Good to see where your priorities lie, and it is obviously not with women and children.

Or at least those women who have never had a penis.

ifIwerenotanandroid · 26/06/2021 14:06

Tinsel Flowers

More power to you.

PankhurstConnection · 26/06/2021 14:40

@Thelnebriati

Oh, damn Sad There really is no support for trans widows, it was bad enough trying to find others before we had a name.
There is much support for you - I and many other women on this board are genuinely behind you. We understand you have been through/going through something intensely difficult and that you are the undervalued voices in this. We know your voices need to be elevated and listened to and we take no issue whatsoever with what you choose to call yourselves. I just wanted you to know that - to know how much some of us do care about you and other family members experiencing this.

Echoing the acknowledements of excellent posts by Prawn and ByGrabTharsHammer (I hope I got that right!) and also extending some love to other people who have lost their partners on this thread including those objecting to the term transwidows. I don't agree with you but I am sorry for your loss.

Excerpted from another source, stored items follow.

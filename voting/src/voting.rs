//! The voting aggregate and its read projections.

use crate::config::VotingConfig;
use hush_crypto::{Ciphertext, DecryptionRequestId};
use hush_types::{Timestamp, VoterAddress, VotingId, VotingStatus, VotingType};
use serde::{Deserialize, Serialize};

/// One choice on the ballot, identified by its position.
#[derive(Clone, Debug, Default, PartialEq, Eq, Serialize, Deserialize)]
pub struct VotingOption {
    pub name: String,
    pub description: String,
}

/// Where a voting stands in the public-decryption handshake.
#[derive(Clone, Debug, PartialEq, Eq, Serialize, Deserialize)]
pub enum DecryptionState {
    NotRequested,
    /// At least one request is in flight. Every id stays valid until the
    /// first fulfilment lands.
    Pending {
        request_ids: Vec<DecryptionRequestId>,
        /// When the most recent request was issued.
        requested_at: Timestamp,
        attempts: u32,
        /// Set once the watchdog has used up its attempts. The creator may
        /// then renew the request.
        stalled: bool,
    },
    Revealed {
        results: Vec<u64>,
        revealed_at: Timestamp,
    },
}

/// Aggregate root: configuration, options, encrypted accumulators and tally state.
#[derive(Clone, Debug, Serialize, Deserialize)]
pub struct Voting {
    pub id: VotingId,
    pub config: VotingConfig,
    pub options: Vec<VotingOption>,
    /// One encrypted running total per option.
    pub accumulators: Vec<Ciphertext>,
    pub total_voters: u32,
    pub creator: VoterAddress,
    pub created_at: Timestamp,
    /// Budget of quadratic voters without a custom allocation.
    pub default_credits: u32,
    pub decryption: DecryptionState,
}

impl Voting {
    pub fn option_count(&self) -> usize {
        self.options.len()
    }

    pub fn voting_type(&self) -> VotingType {
        self.config.voting_type
    }

    pub fn is_tallied(&self) -> bool {
        matches!(self.decryption, DecryptionState::Revealed { .. })
    }

    /// Pending with no retries left; only the creator can move it forward.
    pub fn is_stalled(&self) -> bool {
        matches!(
            self.decryption,
            DecryptionState::Pending { stalled: true, .. }
        )
    }

    pub fn results(&self) -> Option<&[u64]> {
        match &self.decryption {
            DecryptionState::Revealed { results, .. } => Some(results),
            _ => None,
        }
    }

    pub fn quorum_reached(&self) -> bool {
        self.total_voters >= self.config.quorum
    }
}

/// Lightweight listing entry.
#[derive(Clone, Debug, PartialEq, Eq, Serialize, Deserialize)]
pub struct VotingSummary {
    pub id: VotingId,
    pub name: String,
    pub voting_type: VotingType,
    pub status: VotingStatus,
    pub option_count: usize,
    pub total_voters: u32,
    pub start_time: Timestamp,
    pub end_time: Timestamp,
    pub quorum: u32,
    pub quorum_reached: bool,
    pub creator: VoterAddress,
}

/// Everything a client needs to render one voting.
#[derive(Clone, Debug, PartialEq, Eq, Serialize, Deserialize)]
pub struct VotingFull {
    pub id: VotingId,
    pub config: VotingConfig,
    pub options: Vec<VotingOption>,
    pub status: VotingStatus,
    pub total_voters: u32,
    pub creator: VoterAddress,
    pub results: Option<Vec<u64>>,
}

impl VotingSummary {
    pub fn of(voting: &Voting, status: VotingStatus) -> Self {
        Self {
            id: voting.id,
            name: voting.config.name.clone(),
            voting_type: voting.config.voting_type,
            status,
            option_count: voting.option_count(),
            total_voters: voting.total_voters,
            start_time: voting.config.start_time,
            end_time: voting.config.end_time,
            quorum: voting.config.quorum,
            quorum_reached: voting.quorum_reached(),
            creator: voting.creator.clone(),
        }
    }
}

impl VotingFull {
    pub fn of(voting: &Voting, status: VotingStatus) -> Self {
        Self {
            id: voting.id,
            config: voting.config.clone(),
            options: voting.options.clone(),
            status,
            total_voters: voting.total_voters,
            creator: voting.creator.clone(),
            results: voting.results().map(|r| r.to_vec()),
        }
    }
}
// Copyright (c) Microsoft Corporation.
// Licensed under the MIT License.

//! Builder for sharded caches.

use std::{collections::HashMap, fmt, sync::Arc, time::Duration};

use shardcache_store::CacheStore;

use crate::{
    Cache, Error, Result,
    cleanup::{Cleaner, CleanerOptions},
    cluster::Topology,
    config::CacheOptions,
    node::Node,
    ring::{Ring, TOP_WEIGHT},
};

/// Builder for a [`Cache`].
///
/// Created by calling [`Cache::builder`].
///
/// # Examples
///
/// ```
/// use shardcache::Cache;
/// use shardcache_memory::MemoryStore;
/// use std::time::Duration;
///
/// # #[tokio::main(flavor = "current_thread")]
/// # async fn main() {
/// let cache = Cache::builder("users")
///     .node("10.0.0.1:6379", MemoryStore::new(), 100)
///     .node("10.0.0.2:6379", MemoryStore::new(), 50)
///     .expiry(Duration::from_secs(3600))
///     .not_found_expiry(Duration::from_secs(30))
///     .build()
///     .unwrap();
///
/// assert_eq!(cache.nodes().len(), 2);
/// # }
/// ```
pub struct CacheBuilder<S> {
    name: String,
    nodes: Vec<(String, S, u32)>,
    options: CacheOptions,
    cleaner: Option<Arc<Cleaner>>,
}

impl<S> fmt::Debug for CacheBuilder<S> {
    fn fmt(&self, f: &mut fmt::Formatter<'_>) -> fmt::Result {
        let nodes: Vec<(&str, u32)> = self.nodes.iter().map(|(address, _, weight)| (address.as_str(), *weight)).collect();
        f.debug_struct("CacheBuilder")
            .field("name", &self.name)
            .field("nodes", &nodes)
            .field("options", &self.options)
            .field("cleaner", &self.cleaner.is_some())
            .finish()
    }
}

impl<S> CacheBuilder<S>
where
    S: CacheStore + 'static,
{
    pub(crate) fn new(name: impl Into<String>) -> Self {
        Self {
            name: name.into(),
            nodes: Vec::new(),
            options: CacheOptions::default(),
            cleaner: None,
        }
    }

    /// Adds a node at `address` backed by `store`.
    ///
    /// `weight` is relative to [`TOP_WEIGHT`]; larger weights are clamped to it. Adding an
    /// address twice keeps the last registration.
    #[must_use]
    pub fn node(mut self, address: impl Into<String>, store: S, weight: u32) -> Self {
        self.nodes.push((address.into(), store, weight.min(TOP_WEIGHT)));
        self
    }

    /// Replaces every caching option at once.
    #[must_use]
    pub fn options(mut self, options: CacheOptions) -> Self {
        self.options = options;
        self
    }

    /// Sets the TTL of cached values.
    #[must_use]
    pub fn expiry(mut self, expiry: Duration) -> Self {
        self.options.expiry = expiry;
        self
    }

    /// Sets the TTL of absence placeholders.
    #[must_use]
    pub fn not_found_expiry(mut self, expiry: Duration) -> Self {
        self.options.not_found_expiry = expiry;
        self
    }

    /// Sets the fraction by which TTLs are randomly spread.
    #[must_use]
    pub fn deviation(mut self, deviation: f64) -> Self {
        self.options.deviation = deviation;
        self
    }

    /// Sets how often hit and miss counters are logged.
    #[must_use]
    pub fn stat_interval(mut self, interval: Duration) -> Self {
        self.options.stat_interval = interval;
        self
    }

    /// Bounds how long a caller takes part in a single flight.
    #[must_use]
    pub fn flight_timeout(mut self, timeout: Duration) -> Self {
        self.options.flight_timeout = Some(timeout);
        self
    }

    /// Also returns delete failures to the caller.
    #[must_use]
    pub fn strict_delete(mut self, strict: bool) -> Self {
        self.options.strict_delete = strict;
        self
    }

    /// Uses `cleaner` for failed deletes instead of a cleaner owned by this cache.
    ///
    /// A shared cleaner is not started by [`CacheBuilder::build`].
    #[must_use]
    pub fn cleaner(mut self, cleaner: Arc<Cleaner>) -> Self {
        self.cleaner = Some(cleaner);
        self
    }

    /// Builds the cache.
    ///
    /// A cache with exactly one node routes every operation to it; otherwise nodes are
    /// placed on a consistent hash ring according to their weights.
    ///
    /// # Errors
    ///
    /// Returns [`Error::NoNodes`] when no node was added or every weight is zero.
    pub fn build(self) -> Result<Cache<S>> {
        let Self {
            name,
            nodes,
            options,
            cleaner,
        } = self;

        let mut weighted: HashMap<String, (S, u32)> = HashMap::new();
        for (address, store, weight) in nodes {
            weighted.insert(address, (store, weight));
        }
        if weighted.values().all(|(_, weight)| *weight == 0) {
            return Err(Error::NoNodes);
        }

        let cleaner = cleaner.unwrap_or_else(|| {
            let cleaner = Arc::new(Cleaner::new(CleanerOptions::default()));
            cleaner.start();
            cleaner
        });

        let topology = if weighted.len() == 1 {
            let (address, (store, _)) = weighted.into_iter().next().ok_or(Error::NoNodes)?;
            Topology::Single(Arc::new(Node::new(&name, address, store, &options, Arc::clone(&cleaner))))
        } else {
            let ring = Ring::default();
            let mut nodes = HashMap::with_capacity(weighted.len());
            for (address, (store, weight)) in weighted {
                ring.add_with_weight(address.clone(), weight);
                let node = Node::new(&name, address.clone(), store, &options, Arc::clone(&cleaner));
                nodes.insert(address, Arc::new(node));
            }
            Topology::Sharded { ring, nodes }
        };

        Ok(Cache::from_parts(name, topology, cleaner))
    }
}
// Copyright (c) Microsoft Corporation.
// Licensed under the MIT License.

#![cfg_attr(coverage_nightly, feature(coverage_attribute))]
#![cfg_attr(docsrs, feature(doc_cfg))]

//! In-process backend store backed by moka.
//!
//! This crate provides [`MemoryStore`], a concurrent [`CacheStore`](shardcache_store::CacheStore)
//! that keeps payloads in memory and expires each one after the TTL it was written with.
//! Use [`MemoryStoreBuilder`] to bound capacity without exposing moka types directly.
//!
//! # Quick Start
//!
//! ```
//! use bytes::Bytes;
//! use shardcache_memory::MemoryStore;
//! use shardcache_store::CacheStore;
//! use std::time::Duration;
//!
//! # futures::executor::block_on(async {
//! let store = MemoryStore::builder().max_capacity(1000).build();
//!
//! store.set("key", Bytes::from_static(b"42"), Duration::from_secs(300)).await.unwrap();
//! let value = store.get("key").await.unwrap();
//! assert_eq!(value, Some(Bytes::from_static(b"42")));
//! # });
//! ```
//!
//! # Features
//!
//! - **Per-entry TTL**: every write carries its own expiry, as a networked store would
//! - **Conditional writes**: `set_if_absent` never overwrites a live entry
//! - **Capacity limits**: set a maximum entry count with automatic eviction

pub mod builder;
pub mod store;

#[doc(inline)]
pub use builder::MemoryStoreBuilder;
#[doc(inline)]
pub use store::MemoryStore;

The transwidows threads on here really opened my eyes, they made me cry and admire the strength of the women posting so for me Tinsel and Inebriati can call themselves what they wish too and I will support them all the way. I abhor the abuse you have been getting recently but I know it is because you are a very sore point in all this - a little exposure of some chinks in all the positive stories which ignore the families.

This thread like the comments which have come before (previous threads and posts in the transwidow threads themselves) are in worse taste than alternative uses of the word 'widow; they are deliberately targeting women who have already been through enough and are trying to fight back.